OK, I'm more confused than ever, especially with regards to the myStrlen() function. First off, it is getting the size of the array of strings, not any one string itself, so the name is misleading. More to the point, it relies on there being a string at the end of the array consisting of a single null value. But this won't be the case for an array of C++ strings, not without there being an explicit marker! Whe I tested this, it showed that it was indeed going off the array:

int main()
{
    string folks[6] = { "obiwan", "minnie", "han", "simba", "jabba", "ariel" };
    cerr << myStrlen(folks) << endl << endl;
    assert(myStrlen(folks) == 6);
    cerr << "myStrlen() - Test ok" << endl << endl;

    assert(partition(folks, 6, "base") == 1); //return 1 since only the first one “ariel” is less than base

    cerr << "partition() - Test ok" << endl;
}

When I ran it after compiling with MinGW gcc 4.6, the actual size returned by myStrlen() was 9, which means that it was continuing on past the end of the array until it found something that matched the end condition by sheer chance. Similarly, the returned value was 10 when compiled under VC++ Express 2010.

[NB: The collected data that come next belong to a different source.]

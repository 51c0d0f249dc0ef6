//! Request manager for tracking in-flight background requests.

use std::collections::HashMap;
use std::sync::mpsc;
use std::time::Instant;

use crate::error::{Error, Result};

use super::{Completion, PendingRequest, RequestId, RequestKind, RequestOutcome};

/// Spawns request jobs on worker threads and collects their completions.
pub struct RequestManager {
    sender: mpsc::Sender<Completion>,
    receiver: mpsc::Receiver<Completion>,
    pending: HashMap<RequestId, PendingRequest>,
    /// Order in which requests were issued.
    order: Vec<RequestId>,
}

impl Default for RequestManager {
    fn default() -> Self {
        Self::new()
    }
}

impl RequestManager {
    pub fn new() -> Self {
        let (sender, receiver) = mpsc::channel();
        Self {
            sender,
            receiver,
            pending: HashMap::new(),
            order: Vec::new(),
        }
    }

    /// Run `job` on a worker thread. Its result is delivered by a later
    /// `poll_completions` call, tagged with `generation`.
    pub fn spawn<F>(&mut self, kind: RequestKind, generation: u64, job: F) -> RequestId
    where
        F: FnOnce() -> Result<RequestOutcome> + Send + 'static,
    {
        let id = RequestId::new();
        self.pending.insert(
            id,
            PendingRequest {
                id,
                kind,
                generation,
                started_at: Instant::now(),
            },
        );
        self.order.push(id);

        let sender = self.sender.clone();
        let spawned = std::thread::Builder::new()
            .name(format!("kalbum-{}", kind.short_name().to_lowercase()))
            .spawn(move || {
                let result = job();
                // Receiver gone means the controller was dropped; nothing to report to.
                let _ = sender.send(Completion {
                    id,
                    kind,
                    generation,
                    result,
                });
            });

        if let Err(e) = spawned {
            tracing::error!(request = kind.display_name(), error = %e, "Failed to spawn request thread");
            let _ = self.sender.send(Completion {
                id,
                kind,
                generation,
                result: Err(Error::Io(e)),
            });
        }

        id
    }

    /// Drain every completion that has arrived since the last poll.
    pub fn poll_completions(&mut self) -> Vec<Completion> {
        let mut completed = Vec::new();
        while let Ok(completion) = self.receiver.try_recv() {
            self.pending.remove(&completion.id);
            self.order.retain(|id| *id != completion.id);
            completed.push(completion);
        }
        completed
    }

    /// In-flight requests, oldest first.
    pub fn pending_requests(&self) -> Vec<&PendingRequest> {
        self.order
            .iter()
            .filter_map(|id| self.pending.get(id))
            .collect()
    }

    pub fn is_pending(&self, kind: RequestKind) -> bool {
        self.pending.values().any(|r| r.kind == kind)
    }

    pub fn has_pending(&self) -> bool {
        !self.pending.is_empty()
    }
}
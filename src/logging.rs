//! Logging setup: journald on Linux, daily log files elsewhere.
//!
//! The terminal belongs to the UI, so nothing is ever logged to stdout or stderr.

use anyhow::Result;
use std::path::PathBuf;
use tracing_subscriber::{fmt, layer::SubscriberExt, util::SubscriberInitExt, EnvFilter};

/// Environment variable holding the log filter, e.g. `KALBUM_LOG=kalbum=debug`.
pub const LOG_ENV: &str = "KALBUM_LOG";

/// Initialize the global subscriber. Call once, before the terminal is taken over.
///
/// `log_dir` is only used when journald is unavailable; it defaults to
/// `$XDG_DATA_HOME/kalbum/logs`.
pub fn init(log_dir: Option<PathBuf>) -> Result<()> {
    let env_filter = EnvFilter::try_from_env(LOG_ENV).unwrap_or_else(|_| EnvFilter::new("info"));

    #[cfg(target_os = "linux")]
    {
        if let Ok(journald_layer) = tracing_journald::layer() {
            tracing_subscriber::registry()
                .with(env_filter)
                .with(journald_layer.with_syslog_identifier("kalbum".to_string()))
                .try_init()?;

            tracing::info!("Logging initialized with journald backend");
            return Ok(());
        }
    }

    let log_dir = log_dir.unwrap_or_else(default_log_dir);
    std::fs::create_dir_all(&log_dir)?;

    let file_appender = tracing_appender::rolling::daily(&log_dir, "kalbum.log");
    let (non_blocking, guard) = tracing_appender::non_blocking(file_appender);

    // Flushes pending lines on exit; must outlive the subscriber.
    static GUARD: std::sync::OnceLock<tracing_appender::non_blocking::WorkerGuard> = std::sync::OnceLock::new();
    let _ = GUARD.set(guard);

    tracing_subscriber::registry()
        .with(env_filter)
        .with(fmt::layer().with_writer(non_blocking).with_ansi(false))
        .try_init()?;

    tracing::info!(dir = ?log_dir, "Logging initialized with file backend");
    Ok(())
}

fn default_log_dir() -> PathBuf {
    dirs::data_local_dir()
        .unwrap_or_else(|| PathBuf::from("."))
        .join("kalbum")
        .join("logs")
}

#[cfg(test)]
mod tests {
    use super::*;

    #[test]
    fn test_default_log_dir_is_namespaced() {
        let dir = default_log_dir();
        assert!(dir.ends_with("kalbum/logs"));
    }
}
//! Session context shared by every authenticated request.

use std::sync::Mutex;

/// Response header the server uses to rotate the CSRF token.
pub const CSRF_HEADER: &str = "X-CSRF-TOKEN";

/// CSRF token and optional session cookie, passed by reference to whoever
/// issues requests. The token is rotated by server responses.
#[derive(Debug, Default)]
pub struct Session {
    csrf_token: Mutex<Option<String>>,
    cookie: Option<String>,
}

impl Session {
    pub fn new(csrf_token: Option<String>, cookie: Option<String>) -> Self {
        Self {
            csrf_token: Mutex::new(csrf_token.filter(|t| !t.is_empty())),
            cookie: cookie.filter(|c| !c.is_empty()),
        }
    }

    /// Current CSRF token, if the session has one.
    pub fn csrf_token(&self) -> Option<String> {
        self.csrf_token
            .lock()
            .map(|guard| guard.clone())
            .unwrap_or(None)
    }

    pub fn cookie(&self) -> Option<&str> {
        self.cookie.as_deref()
    }

    /// Adopt a token returned by the server. Absent or empty values keep the old one.
    pub fn update_token(&self, returned: Option<&str>) {
        let Some(token) = returned.filter(|t| !t.is_empty()) else {
            return;
        };
        if let Ok(mut guard) = self.csrf_token.lock() {
            if guard.as_deref() != Some(token) {
                tracing::debug!("CSRF token rotated by server");
            }
            *guard = Some(token.to_string());
        }
    }

    /// Seed the token from the `x-csrf-token` meta tag of the index page,
    /// unless one is already known.
    pub fn bootstrap_from_page(&self, html: &str) -> bool {
        if self.csrf_token().is_some() {
            return false;
        }
        match extract_meta_token(html) {
            Some(token) => {
                self.update_token(Some(&token));
                true
            }
            None => false,
        }
    }
}

/// Find `<meta name="x-csrf-token" content="...">` in an HTML page.
pub fn extract_meta_token(html: &str) -> Option<String> {
    let lower = html.to_ascii_lowercase();
    let mut search_from = 0;

    while let Some(offset) = lower[search_from..].find("<meta") {
        let start = search_from + offset;
        let end = lower[start..].find('>').map(|e| start + e)?;
        let tag = &html[start..end];
        let tag_lower = &lower[start..end];

        if attribute(tag_lower, tag, "name").map(|n| n.eq_ignore_ascii_case("x-csrf-token")) == Some(true) {
            return attribute(tag_lower, tag, "content")
                .filter(|c| !c.is_empty())
                .map(str::to_string);
        }
        search_from = end;
    }

    None
}

fn attribute<'a>(tag_lower: &str, tag: &'a str, name: &str) -> Option<&'a str> {
    for quote in ['"', '\''] {
        let needle = format!("{}={}", name, quote);
        let mut from = 0;
        while let Some(pos) = tag_lower[from..].find(&needle) {
            let at = from + pos;
            let preceded_by_space = at == 0
                || tag_lower[..at].ends_with(|c: char| c.is_ascii_whitespace());
            let value_start = at + needle.len();
            if preceded_by_space {
                let value_end = tag[value_start..].find(quote)? + value_start;
                return Some(&tag[value_start..value_end]);
            }
            from = value_start;
        }
    }
    None
}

ohhhh so maybe this is how i got the segmentation fault from ? cuhz I use this in one of the function :p I was tyring to count the number of elements in the array but now that I know it doesn't work! Is it still possible to point out an array that's empty tho? so I'll be able to return -1 for positionofMax function

EVERYTHING WORKS FINE AFTER I CHANGED THAT MYSTRLN THING!

here's the program :D

int positionOfMax(const string a[], int n)
{
    if (n <= 0)
        return -1;

    for (int i = 0; i < n; i++)
    {
        if (a[i] != "")
            break;
        if ((i == n -1) && a[i] == "")
            return -1;
    }

    string max = "";
    int i = 0;
    int keep;
    while (i < n)
    {
        if (max < a[i])
        {
            max = a[i];
            keep = i;
        }
        i++;
    }

    return keep;

}

I took the mystrln function out and insert another one that looks kinda tedious but everything works fine now!
The length function was the problem! I know that Im not supposed to do that anymore, since there's no way to no the size of the array :)

THANK YOU SOOOOOOO MUCHHHHHH!!!!!!!!!!!